• _Goal of the exercise_: Each line that contains "every" needs to be copied from the listing.

• _Records provided_:
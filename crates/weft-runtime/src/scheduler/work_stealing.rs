//! Work-stealing coordinator.
//!
//! Owns the shared overflow injector and the stealer side of every worker
//! deque, and implements the steal strategy:
//! 1. Pop from the local deque (LIFO, cache-warm).
//! 2. Drain a batch from the overflow injector.
//! 3. Steal from a randomly chosen victim, sweeping the rest from there.

use std::sync::Arc;

use crossbeam_deque::{Injector, Steal, Stealer, Worker};
use rand::rngs::SmallRng;
use rand::Rng;

use crate::graph::node::Node;

pub(crate) struct WorkStealing {
    overflow: Injector<Arc<Node>>,
    stealers: Vec<Stealer<Arc<Node>>>,
    retry_cap: usize,
}

impl WorkStealing {
    /// Creates the coordinator and one deque per worker.
    pub(crate) fn new(num_workers: usize, retry_cap: usize) -> (Self, Vec<Worker<Arc<Node>>>) {
        let mut stealers = Vec::with_capacity(num_workers);
        let mut workers = Vec::with_capacity(num_workers);
        for _ in 0..num_workers {
            let worker = Worker::new_lifo();
            stealers.push(worker.stealer());
            workers.push(worker);
        }
        (
            Self {
                overflow: Injector::new(),
                stealers,
                retry_cap,
            },
            workers,
        )
    }

    /// Pushes work from a non-worker context.
    pub(crate) fn inject(&self, node: Arc<Node>) {
        self.overflow.push(node);
    }

    /// Finds the next node for `index`, or None when every queue looks empty.
    pub(crate) fn next(
        &self,
        local: &Worker<Arc<Node>>,
        index: usize,
        rng: &mut SmallRng,
    ) -> Option<Arc<Node>> {
        if let Some(node) = local.pop() {
            return Some(node);
        }
        if let Some(node) = self.steal_from_overflow(local) {
            return Some(node);
        }
        self.steal_from_victims(index, rng)
    }

    fn steal_from_overflow(&self, local: &Worker<Arc<Node>>) -> Option<Arc<Node>> {
        let mut retries = 0;
        loop {
            match self.overflow.steal_batch_and_pop(local) {
                Steal::Success(node) => return Some(node),
                Steal::Empty => return None,
                Steal::Retry => {
                    retries += 1;
                    if retries >= self.retry_cap {
                        return None;
                    }
                    std::hint::spin_loop();
                }
            }
        }
    }

    /// Sweeps all other workers once, starting from a random victim.
    fn steal_from_victims(&self, index: usize, rng: &mut SmallRng) -> Option<Arc<Node>> {
        let num_workers = self.stealers.len();
        if num_workers <= 1 {
            return None;
        }
        let start = rng.gen_range(0..num_workers);
        for i in 0..num_workers {
            let victim = (start + i) % num_workers;
            if victim == index {
                continue;
            }
            let mut retries = 0;
            loop {
                match self.stealers[victim].steal() {
                    Steal::Success(node) => return Some(node),
                    Steal::Empty => break,
                    Steal::Retry => {
                        retries += 1;
                        if retries >= self.retry_cap {
                            break;
                        }
                        std::hint::spin_loop();
                    }
                }
            }
        }
        None
    }

    /// Best-effort check that all queues are empty; used before parking.
    pub(crate) fn is_idle(&self) -> bool {
        if !self.overflow.is_empty() {
            return false;
        }
        self.stealers.iter().all(Stealer::is_empty)
    }

    pub(crate) fn num_workers(&self) -> usize {
        self.stealers.len()
    }
}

• _Task output_:
//! Owns the shared overflow injector and the stealer side of every worker
    /// Finds the next node for `index`, or None when every queue looks empty.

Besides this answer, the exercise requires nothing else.